The maths should work — 1500W ÷ 12V is 125A, so I'm right at the edge of the 100A rating. What I can't work out is whether the Daly is being overly conservative on its overcurrent threshold, whether there's a voltage sag issue triggering the low-voltage protection prematurely, or whether the BMS just can't sustain that continuous current even if the peak is technically within spec. My cable runs are 35mm² so I don't think that's the issue, but I haven't ruled out connection resistance at the terminals.

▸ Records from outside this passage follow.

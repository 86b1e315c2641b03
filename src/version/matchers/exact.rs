//! Exact revision matcher

use crate::version::matcher::VersionMatcher;

/// Treats every revision as concrete; a candidate matches only itself
pub struct ExactVersionMatcher;

impl VersionMatcher for ExactVersionMatcher {
    fn name(&self) -> &'static str {
        "exact"
    }

    fn is_dynamic(&self, _revision: &str) -> bool {
        false
    }

    fn accept(&self, constraint: &str, candidate: &str) -> bool {
        constraint == candidate
    }
}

Has anyone tuned the overcurrent and undervoltage trip points on a Daly via the PC software? I'm wondering if the default settings are quite conservative out of the box. Alternatively, is this just a case of needing to step up to a 150A or 200A unit — JK BMS seems popular here for active balancing builds, though I'd rather not rewire if I can avoid it.

Rhys Lewis
Rhys Lewis
Member
4 posts
Joined Apr 2025
3 weeks ago
#14239

@CamperDan had almost identical grief on my narrowboat last winter. Turned out my Daly was set to the default 100ms overcurrent delay — way too twitchy for inductive loads like inverters and pumps kicking in. The initial surge would trip it instantly even though steady-state current was fine.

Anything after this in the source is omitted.